Using the records below, output the stretch that opens with the line containing "not pick one." and closes with the line containing "fn from(id: i64)", exactly and including both lines, with nothing more.

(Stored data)
BEGIN

use serde::Serialize;

use crate::models::{MatchResult, NormalizedMatch};

/// Aggregate record over a set of normalized matches.
///
/// Goal totals only count sides that are present; a match with an unknown
/// result still counts as played and towards the home/away split.
#[derive(Clone, Debug, Default, PartialEq, Eq, Serialize)]
pub struct FormSummary {
    pub played: usize,
    pub wins: usize,
    pub draws: usize,
    pub losses: usize,
    pub unknown: usize,
    pub goals_for: u32,
    pub goals_against: u32,
    pub goal_difference: i64,
    pub home: usize,
    pub away: usize,
    pub points: u32,
    /// Result codes in input order, `-` for unknown results.
    pub form: String,
}

impl FormSummary {
    pub fn from_matches(matches: &[NormalizedMatch]) -> Self {
        let mut summary = matches.iter().fold(Self::default(), |mut acc, m| {
            acc.played += 1;
            match m.result {
                MatchResult::Win => acc.wins += 1,
                MatchResult::Draw => acc.draws += 1,
                MatchResult::Loss => acc.losses += 1,
                MatchResult::Unknown => acc.unknown += 1,
            }
            acc.goals_for += m.goals_for.unwrap_or(0);
            acc.goals_against += m.goals_against.unwrap_or(0);
            if m.is_home {
                acc.home += 1;
            } else {
                acc.away += 1;
            }
            acc.points += m.result.points();
            acc.form.push(m.result.code().unwrap_or('-'));
            acc
        });

        summary.goal_difference = i64::from(summary.goals_for) - i64::from(summary.goals_against);
        summary
    }

    /// Share of decided matches that were won, `None` with no decided match.
    pub fn win_rate(&self) -> Option<f64> {
        let decided = self.wins + self.draws + self.losses;
        (decided > 0).then(|| self.wins as f64 / decided as f64)
    }
}
use std::fmt;
use std::hash::{Hash, Hasher};

use serde::{Deserialize, Serialize};

use crate::errors::FootballDataError;

/// Season used when the caller does not pick one.
pub const DEFAULT_SEASON: &str = "2023";

/// Seasons offered to users, newest first.
const SEASON_CATALOG: &[&str] = &["2023", "2022", "2021", "2020"];

/// Team identifier as it arrives from the upstream API.
///
/// The same team may be referenced as `57` in one payload and `"57"` in
/// another (or in a URL path), so equality and hashing are defined on the
/// string form. The original representation is kept for serialization.
#[derive(Clone, Debug, Serialize, Deserialize)]
#[serde(untagged)]
pub enum TeamId {
    Numeric(i64),
    Text(String),
}

impl TeamId {
    /// String form used for comparisons and endpoint paths.
    pub fn as_key(&self) -> String {
        match self {
            Self::Numeric(id) => id.to_string(),
            Self::Text(id) => id.clone(),
        }
    }
}

impl PartialEq for TeamId {
    fn eq(&self, other: &Self) -> bool {
        self.as_key() == other.as_key()
    }
}

impl Eq for TeamId {}

impl Hash for TeamId {
    fn hash<H: Hasher>(&self, state: &mut H) {
        self.as_key().hash(state);
    }
}

impl fmt::Display for TeamId {
    fn fmt(&self, f: &mut fmt::Formatter<'_>) -> fmt::Result {
        f.write_str(&self.as_key())
    }
}

impl From<i64> for TeamId {
    fn from(id: i64) -> Self {
        Self::Numeric(id)
    }
}

impl From<&str> for TeamId {
    fn from(id: &str) -> Self {
        Self::Text(id.to_string())
    }
}

impl From<String> for TeamId {
    fn from(id: String) -> Self {
        Self::Text(id)
    }
}

/// Season identifier, a 4-digit starting year such as `"2023"`.
#[derive(Clone, Debug, PartialEq, Eq, Hash, Serialize)]
#[serde(transparent)]
pub struct SeasonId(String);

impl SeasonId {
    /// Parse and validate a season identifier.
    pub fn new(season: impl AsRef<str>) -> Result<Self, FootballDataError> {
        let season = season.as_ref().trim();
        if season.len() == 4 && season.bytes().all(|b| b.is_ascii_digit()) {
            Ok(Self(season.to_string()))
        } else {
            Err(FootballDataError::InvalidParameter(format!(
                "season must be a 4-digit year, got '{}'",
                season
            )))
        }
    }

    pub fn as_str(&self) -> &str {
        &self.0
    }

    /// Display label spanning both calendar years, e.g. `"2023-2024"`.
    pub fn label(&self) -> String {
        match self.0.parse::<u32>() {
            Ok(year) => format!("{}-{}", year, year + 1),
            Err(_) => self.0.clone(),
        }
    }

    /// Seasons offered to users, newest first.
    pub fn catalog() -> Vec<SeasonId> {
        SEASON_CATALOG
            .iter()
            .map(|season| SeasonId(season.to_string()))
            .collect()
    }
}

impl Default for SeasonId {
    fn default() -> Self {
        Self(DEFAULT_SEASON.to_string())
    }
}

impl fmt::Display for SeasonId {
    fn fmt(&self, f: &mut fmt::Formatter<'_>) -> fmt::Result {
        f.write_str(&self.0)
    }
}

impl std::str::FromStr for SeasonId {
    type Err = FootballDataError;

    fn from_str(s: &str) -> Result<Self, Self::Err> {
        Self::new(s)
    }
}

END

__RESPONSE TO THIS EXERCISE__.
/// Season used when the caller does not pick one.
pub const DEFAULT_SEASON: &str = "2023";

/// Seasons offered to users, newest first.
const SEASON_CATALOG: &[&str] = &["2023", "2022", "2021", "2020"];

/// Team identifier as it arrives from the upstream API.
///
/// The same team may be referenced as `57` in one payload and `"57"` in
/// another (or in a URL path), so equality and hashing are defined on the
/// string form. The original representation is kept for serialization.
#[derive(Clone, Debug, Serialize, Deserialize)]
#[serde(untagged)]
pub enum TeamId {
    Numeric(i64),
    Text(String),
}

impl TeamId {
    /// String form used for comparisons and endpoint paths.
    pub fn as_key(&self) -> String {
        match self {
            Self::Numeric(id) => id.to_string(),
            Self::Text(id) => id.clone(),
        }
    }
}

impl PartialEq for TeamId {
    fn eq(&self, other: &Self) -> bool {
        self.as_key() == other.as_key()
    }
}

impl Eq for TeamId {}

impl Hash for TeamId {
    fn hash<H: Hasher>(&self, state: &mut H) {
        self.as_key().hash(state);
    }
}

impl fmt::Display for TeamId {
    fn fmt(&self, f: &mut fmt::Formatter<'_>) -> fmt::Result {
        f.write_str(&self.as_key())
    }
}

impl From<i64> for TeamId {
    fn from(id: i64) -> Self {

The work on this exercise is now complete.